Work to be completed: Would you copy out each line of the records below that includes the word "trimmed"?

Input data:
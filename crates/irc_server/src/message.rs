//! Wire-format `Message` and its parser.
//!
//! ```text
//! message = [ ":" prefix SPACE ] command [ params ] crlf
//! params  = *14( SPACE middle ) [ SPACE ":" trailing ]
//! ```
//!
//! The core only ever parses messages it *receives* (client to server), so `prefix` is parsed
//! but discarded: RFC 2812 says a server must ignore a prefix supplied by a client (§2.3, 2.4).

use nom::{
    IResult, Parser,
    bytes::complete::{tag, take_while, take_while1, take_while_m_n},
    combinator::{opt, recognize},
    sequence::preceded,
};

use crate::errors::MessageError;

/// Maximum number of middle (non-trailing) parameters, per RFC 2812 §2.3.1.
const MAX_MIDDLE_PARAMS: usize = 14;

#[derive(Debug, Clone, PartialEq, Eq)]
pub struct Message {
    /// Command verb, always uppercased (`JOIN`, `PRIVMSG`) or a 3-digit numeric.
    pub command: String,
    pub params: Vec<String>,
}

impl Message {
    pub fn new(command: impl Into<String>, params: Vec<String>) -> Self {
        Message {
            command: command.into(),
            params,
        }
    }

    /// Parses one already-unframed line (CR/LF already stripped by the caller's line reader).
    pub fn parse(line: &str) -> Result<Message, MessageError> {
        let line = line.trim_end_matches(['\r', '\n']);
        if line.is_empty() {
            return Err(MessageError::Empty);
        }
        let (rest, _) = opt(preceded(tag(":"), prefix_parser)).parse(line).map_err(|_| MessageError::MissingCommand)?;
        let rest = rest.trim_start_matches(' ');
        let (rest, command) = command_parser(rest).map_err(|_| MessageError::MissingCommand)?;
        if command.is_empty() {
            return Err(MessageError::MissingCommand);
        }
        let (_, params) = params_parser(rest).map_err(|_| MessageError::MissingCommand)?;
        Ok(Message {
            command: command.to_ascii_uppercase(),
            params: params.into_iter().map(str::to_owned).collect(),
        })
    }

    pub fn param(&self, i: usize) -> Option<&str> {
        self.params.get(i).map(String::as_str)
    }
}

fn is_nospcrlfcl(c: char) -> bool {
    let b = c as u32;
    matches!(b, 0x01..=0x09 | 0x0B..=0x0C | 0x0E..=0x1F | 0x21..=0x39 | 0x3B..=0xFF)
}

// prefix = servername / ( nickname [ [ "!" user ] "@" host ] ); we only need to skip past it.
fn prefix_parser(input: &str) -> IResult<&str, &str> {
    take_while1(|c: char| c != ' ').parse(input)
}

// command = 1*letter / 3digit
fn command_parser(input: &str) -> IResult<&str, &str> {
    nom::branch::alt((
        take_while1(|c: char| c.is_ascii_alphabetic()),
        take_while_m_n(3, 3, |c: char| c.is_ascii_digit()),
    ))
    .parse(input)
}

fn middle_parser(input: &str) -> IResult<&str, &str> {
    recognize((take_while1(is_nospcrlfcl), take_while(|c| c == ':' || is_nospcrlfcl(c)))).parse(input)
}

fn trailing_parser(input: &str) -> IResult<&str, &str> {
    take_while(|c: char| c == ':' || c == ' ' || is_nospcrlfcl(c)).parse(input)
}

fn params_parser(input: &str) -> IResult<&str, Vec<&str>> {
    let mut params = Vec::new();
    let mut rest = input;
    for _ in 0..MAX_MIDDLE_PARAMS {
        let trimmed = rest.trim_start_matches(' ');
        if trimmed.is_empty() {
            return Ok((trimmed, params));
        }
        if let Some(trailing) = trimmed.strip_prefix(':') {
            params.push(trailing);
            return Ok(("", params));
        }
        match middle_parser(trimmed) {
            Ok((remainder, word)) => {
                params.push(word);
                rest = remainder;
            }
            Err(_) => return Ok((trimmed, params)),
        }
    }
    let trimmed = rest.trim_start_matches(' ');
    if let Some(trailing) = trimmed.strip_prefix(':') {
        params.push(trailing);
    } else if !trimmed.is_empty() {
        let (_, t) = trailing_parser(trimmed)?;
        params.push(t);
    }
    Ok(("", params))
}

/// Wraps a single already-formatted reply line (no embedded CR/LF) for transmission, appending
/// the terminator if the caller omitted it. Send buffering is owned directly by
/// [`crate::user::User`] rather than routed through a message-passing channel.
pub fn frame(line: &str) -> String {
    if line.ends_with("\r\n") {
        line.to_owned()
    } else {
        format!("{line}\r\n")
    }
}

/// Splits a raw recv buffer into complete CRLF- or LF-terminated lines, returning the unconsumed
/// remainder to be kept in the connection's input buffer for the next read.
pub fn split_lines(buf: &str) -> (Vec<&str>, &str) {
    let mut lines = Vec::new();
    let mut start = 0;
    let bytes = buf.as_bytes();
    let mut i = 0;
    while i < bytes.len() {
        if bytes[i] == b'\n' {
            let mut end = i;
            if end > start && bytes[end - 1] == b'\r' {
                end -= 1;
            }
            lines.push(&buf[start..end]);
            start = i + 1;
        }
        i += 1;
    }
    (lines, &buf[start..])
}

#[cfg(test)]
mod tests {
    use super::*;

    #[test]
    fn parses_simple_command() {
        let m = Message::parse("NICK alice").unwrap();
        assert_eq!(m.command, "NICK");
        assert_eq!(m.params, vec!["alice"]);
    }

    #[test]
    fn parses_trailing_param() {
        let m = Message::parse("PRIVMSG #chan :hello there friend").unwrap();
        assert_eq!(m.command, "PRIVMSG");
        assert_eq!(m.params, vec!["#chan", "hello there friend"]);
    }

    #[test]
    fn trailing_param_can_be_empty() {
        let m = Message::parse("TOPIC #chan :").unwrap();
        assert_eq!(m.params, vec!["#chan", ""]);
    }

    #[test]
    fn ignores_client_supplied_prefix() {
        let m = Message::parse(":ignored NICK bob").unwrap();
        assert_eq!(m.command, "NICK");
        assert_eq!(m.params, vec!["bob"]);
    }

    #[test]
    fn numeric_commands_are_accepted() {
        let m = Message::parse("001 :hi").unwrap();
        assert_eq!(m.command, "001");
    }

    #[test]
    fn uppercases_command() {
        let m = Message::parse("join #chan").unwrap();
        assert_eq!(m.command, "JOIN");
    }

    #[test]
    fn rejects_empty_line() {
        assert_eq!(Message::parse(""), Err(MessageError::Empty));
        assert_eq!(Message::parse("\r\n"), Err(MessageError::Empty));
    }

    #[test]
    fn rejects_missing_command() {
        assert!(Message::parse(" ").is_err());
    }

    #[test]
    fn split_lines_keeps_partial_remainder() {
        let (lines, rest) = split_lines("NICK a\r\nUSER b 0 * :c\r\nPAR");
        assert_eq!(lines, vec!["NICK a", "USER b 0 * :c"]);
        assert_eq!(rest, "PAR");
    }

    #[test]
    fn split_lines_handles_bare_lf() {
        let (lines, rest) = split_lines("PING :x\n");
        assert_eq!(lines, vec!["PING :x"]);
        assert_eq!(rest, "");
    }

    #[test]
    fn frame_appends_crlf_once() {
        assert_eq!(frame("PING :x"), "PING :x\r\n");
        assert_eq!(frame("PING :x\r\n"), "PING :x\r\n");
    }
}
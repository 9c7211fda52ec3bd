pub mod channel;
pub mod messaging;
pub mod query;
pub mod registration;

/// Shared arity check: sends `ERR_NEEDMOREPARAMS` and returns `true` if `params` has fewer
/// than `min` entries. Every handler validates arity before any semantic check.
pub(crate) fn need_more_params(server: &mut crate::server::Server, fd: i32, command: &str, params: &[String], min: usize) -> bool {
    if params.len() < min {
        server.send_numeric(
            fd,
            crate::constants::ERR_NEEDMOREPARAMS_NB,
            &[command],
            crate::constants::ERR_NEEDMOREPARAMS_STR,
        );
        true
    } else {
        false
    }
}
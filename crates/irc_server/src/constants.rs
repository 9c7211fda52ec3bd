//! Numeric reply codes used by the core (RFC 1459 / RFC 2812).
//!
//! Only the triggering conditions for these numerics are part of the specified core; the
//! exact wording of each `_STR` constant is a rote transcription of the RFC and is kept here
//! purely so [`crate::reply`] has something reasonable to send.

pub const PING_IDLE_SECONDS_DEFAULT: u64 = 120;
pub const PING_TIMEOUT_SECONDS_DEFAULT: u64 = 60;
pub const MAX_LINE_LEN: usize = 512;
pub const LISTEN_BACKLOG: i32 = 128;

// Connection registration
pub const RPL_WELCOME_NB: u16 = 1;
pub const RPL_WELCOME_STR: &str = "Welcome to the Internet Relay Network";
pub const RPL_YOURHOST_NB: u16 = 2;
pub const RPL_YOURHOST_STR: &str = "Your host is";
pub const RPL_CREATED_NB: u16 = 3;
pub const RPL_CREATED_STR: &str = "This server was created";
pub const RPL_MYINFO_NB: u16 = 4;
pub const RPL_ISUPPORT_NB: u16 = 5;
pub const RPL_ISUPPORT_STR: &str = "are supported by this server";

// Command responses
pub const RPL_UMODEIS_NB: u16 = 221;
pub const RPL_AWAY_NB: u16 = 301;
pub const RPL_AWAY_STR: &str = "";
pub const RPL_USERHOST_NB: u16 = 302;
pub const RPL_ISON_NB: u16 = 303;
pub const RPL_UNAWAY_NB: u16 = 305;
pub const RPL_UNAWAY_STR: &str = "You are no longer marked as being away";
pub const RPL_NOWAWAY_NB: u16 = 306;
pub const RPL_NOWAWAY_STR: &str = "You have been marked as being away";
pub const RPL_WHOISUSER_NB: u16 = 311;
pub const RPL_WHOISSERVER_NB: u16 = 312;
pub const RPL_WHOISOPERATOR_NB: u16 = 313;
pub const RPL_WHOISOPERATOR_STR: &str = "is an IRC operator";
pub const RPL_WHOWASUSER_NB: u16 = 314;
pub const RPL_WHOISIDLE_NB: u16 = 317;
pub const RPL_WHOISIDLE_STR: &str = "seconds idle";
pub const RPL_ENDOFWHOIS_NB: u16 = 318;
pub const RPL_ENDOFWHOIS_STR: &str = "End of /WHOIS list";
pub const RPL_WHOISCHANNELS_NB: u16 = 319;
pub const RPL_LISTSTART_NB: u16 = 321;
pub const RPL_LIST_NB: u16 = 322;
pub const RPL_LISTEND_NB: u16 = 323;
pub const RPL_LISTEND_STR: &str = "End of /LIST";
pub const RPL_CHANNELMODEIS_NB: u16 = 324;
pub const RPL_NOTOPIC_NB: u16 = 331;
pub const RPL_NOTOPIC_STR: &str = "No topic is set";
pub const RPL_TOPIC_NB: u16 = 332;
pub const RPL_INVITING_NB: u16 = 341;
pub const RPL_SUMMONING_NB: u16 = 342;
pub const RPL_INVITELIST_NB: u16 = 346;
pub const RPL_ENDOFINVITELIST_NB: u16 = 347;
pub const RPL_ENDOFINVITELIST_STR: &str = "End of channel invite list";
pub const RPL_EXCEPTLIST_NB: u16 = 348;
pub const RPL_ENDOFEXCEPTLIST_NB: u16 = 349;
pub const RPL_ENDOFEXCEPTLIST_STR: &str = "End of channel exception list";
pub const RPL_WHOREPLY_NB: u16 = 352;
pub const RPL_NAMREPLY_NB: u16 = 353;
pub const RPL_ENDOFWHO_NB: u16 = 315;
pub const RPL_ENDOFWHO_STR: &str = "End of /WHO list";
pub const RPL_ENDOFNAMES_NB: u16 = 366;
pub const RPL_ENDOFNAMES_STR: &str = "End of /NAMES list";
pub const RPL_BANLIST_NB: u16 = 367;
pub const RPL_ENDOFBANLIST_NB: u16 = 368;
pub const RPL_ENDOFBANLIST_STR: &str = "End of channel ban list";
pub const RPL_ENDOFWHOWAS_NB: u16 = 369;
pub const RPL_ENDOFWHOWAS_STR: &str = "End of WHOWAS";
pub const RPL_MOTD_NB: u16 = 372;
pub const RPL_MOTDSTART_NB: u16 = 375;
pub const RPL_ENDOFMOTD_NB: u16 = 376;
pub const RPL_ENDOFMOTD_STR: &str = "End of /MOTD command";
pub const RPL_YOUREOPER_NB: u16 = 381;
pub const RPL_YOUREOPER_STR: &str = "You are now an IRC operator";
pub const RPL_TIME_NB: u16 = 391;
pub const RPL_VERSION_NB: u16 = 351;
pub const RPL_INFO_NB: u16 = 371;
pub const RPL_ENDOFINFO_NB: u16 = 374;
pub const RPL_ENDOFINFO_STR: &str = "End of /INFO list";
pub const RPL_ADMINME_NB: u16 = 256;
pub const RPL_ADMINLOC1_NB: u16 = 257;
pub const RPL_ADMINLOC2_NB: u16 = 258;
pub const RPL_ADMINEMAIL_NB: u16 = 259;

// Errors
pub const ERR_NOSUCHNICK_NB: u16 = 401;
pub const ERR_NOSUCHNICK_STR: &str = "No such nick/channel";
pub const ERR_NOSUCHSERVER_NB: u16 = 402;
pub const ERR_NOSUCHSERVER_STR: &str = "No such server";
pub const ERR_NOSUCHCHANNEL_NB: u16 = 403;
pub const ERR_NOSUCHCHANNEL_STR: &str = "No such channel";
pub const ERR_CANNOTSENDTOCHAN_NB: u16 = 404;
pub const ERR_CANNOTSENDTOCHAN_STR: &str = "Cannot send to channel";
pub const ERR_TOOMANYCHANNELS_NB: u16 = 405;
pub const ERR_TOOMANYCHANNELS_STR: &str = "You have joined too many channels";
pub const ERR_WASNOSUCHNICK_NB: u16 = 406;
pub const ERR_WASNOSUCHNICK_STR: &str = "There was no such nickname";
pub const ERR_TOOMANYTARGETS_NB: u16 = 407;
pub const ERR_TOOMANYTARGETS_STR: &str = "Duplicate recipients. No message delivered";
pub const ERR_NOORIGIN_NB: u16 = 409;
pub const ERR_NORECIPIENT_NB: u16 = 411;
pub const ERR_NORECIPIENT_STR: &str = "No recipient given";
pub const ERR_NOTEXTTOSEND_NB: u16 = 412;
pub const ERR_NOTEXTTOSEND_STR: &str = "No text to send";
pub const ERR_UNKNOWNCOMMAND_NB: u16 = 421;
pub const ERR_UNKNOWNCOMMAND_STR: &str = "Unknown command";
pub const ERR_NOMOTD_NB: u16 = 422;
pub const ERR_NOMOTD_STR: &str = "MOTD File is missing";
pub const ERR_NONICKNAMEGIVEN_NB: u16 = 431;
pub const ERR_NONICKNAMEGIVEN_STR: &str = "No nickname given";
pub const ERR_ERRONEUSNICKNAME_NB: u16 = 432;
pub const ERR_ERRONEUSNICKNAME_STR: &str = "Erroneous nickname";
pub const ERR_NICKNAMEINUSE_NB: u16 = 433;
pub const ERR_NICKNAMEINUSE_STR: &str = "Nickname is already in use";
pub const ERR_USERNOTINCHANNEL_NB: u16 = 441;
pub const ERR_USERNOTINCHANNEL_STR: &str = "They aren't on that channel";
pub const ERR_NOTONCHANNEL_NB: u16 = 442;
pub const ERR_NOTONCHANNEL_STR: &str = "You're not on that channel";
pub const ERR_USERONCHANNEL_NB: u16 = 443;
pub const ERR_USERONCHANNEL_STR: &str = "is already on channel";
pub const ERR_NOTREGISTERED_NB: u16 = 451;
pub const ERR_NOTREGISTERED_STR: &str = "You have not registered";
pub const ERR_NEEDMOREPARAMS_NB: u16 = 461;
pub const ERR_NEEDMOREPARAMS_STR: &str = "Not enough parameters";
pub const ERR_ALREADYREGISTRED_NB: u16 = 462;
pub const ERR_ALREADYREGISTRED_STR: &str = "Unauthorized command (already registered)";
pub const ERR_PASSWDMISMATCH_NB: u16 = 464;
pub const ERR_PASSWDMISMATCH_STR: &str = "Password incorrect";
pub const ERR_UNKNOWNMODE_NB: u16 = 472;
pub const ERR_YOUREBANNEDCREEP_NB: u16 = 465;
pub const ERR_CHANNELISFULL_NB: u16 = 471;
pub const ERR_CHANNELISFULL_STR: &str = "Cannot join channel (+l)";
pub const ERR_UNKNOWNMODE_STR: &str = "is unknown mode char to me";
pub const ERR_INVITEONLYCHAN_NB: u16 = 473;
pub const ERR_INVITEONLYCHAN_STR: &str = "Cannot join channel (+i)";
pub const ERR_BANNEDFROMCHAN_NB: u16 = 474;
pub const ERR_BANNEDFROMCHAN_STR: &str = "Cannot join channel (+b)";
pub const ERR_BADCHANNELKEY_NB: u16 = 475;
pub const ERR_BADCHANNELKEY_STR: &str = "Cannot join channel (+k)";
pub const ERR_BADCHANMASK_NB: u16 = 476;
pub const ERR_BADCHANMASK_STR: &str = "Bad Channel Mask";
pub const ERR_KEYSET_NB: u16 = 467;
pub const ERR_KEYSET_STR: &str = "Channel key already set";
pub const ERR_NOPRIVILEGES_NB: u16 = 481;
pub const ERR_NOPRIVILEGES_STR: &str = "Permission Denied- You're not an IRC operator";
pub const ERR_CHANOPRIVSNEEDED_NB: u16 = 482;
pub const ERR_CHANOPRIVSNEEDED_STR: &str = "You're not channel operator";
pub const ERR_UMODEUNKNOWNFLAG_NB: u16 = 501;
pub const ERR_UMODEUNKNOWNFLAG_STR: &str = "Unknown MODE flag";
pub const ERR_USERSDONTMATCH_NB: u16 = 502;
pub const ERR_USERSDONTMATCH_STR: &str = "Cannot change mode for other users";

Answer to this exercise:
        let trimmed = rest.trim_start_matches(' ');
        if trimmed.is_empty() {
            return Ok((trimmed, params));
        if let Some(trailing) = trimmed.strip_prefix(':') {
        match middle_parser(trimmed) {
            Err(_) => return Ok((trimmed, params)),
    let trimmed = rest.trim_start_matches(' ');
    if let Some(trailing) = trimmed.strip_prefix(':') {
    } else if !trimmed.is_empty() {
        let (_, t) = trailing_parser(trimmed)?;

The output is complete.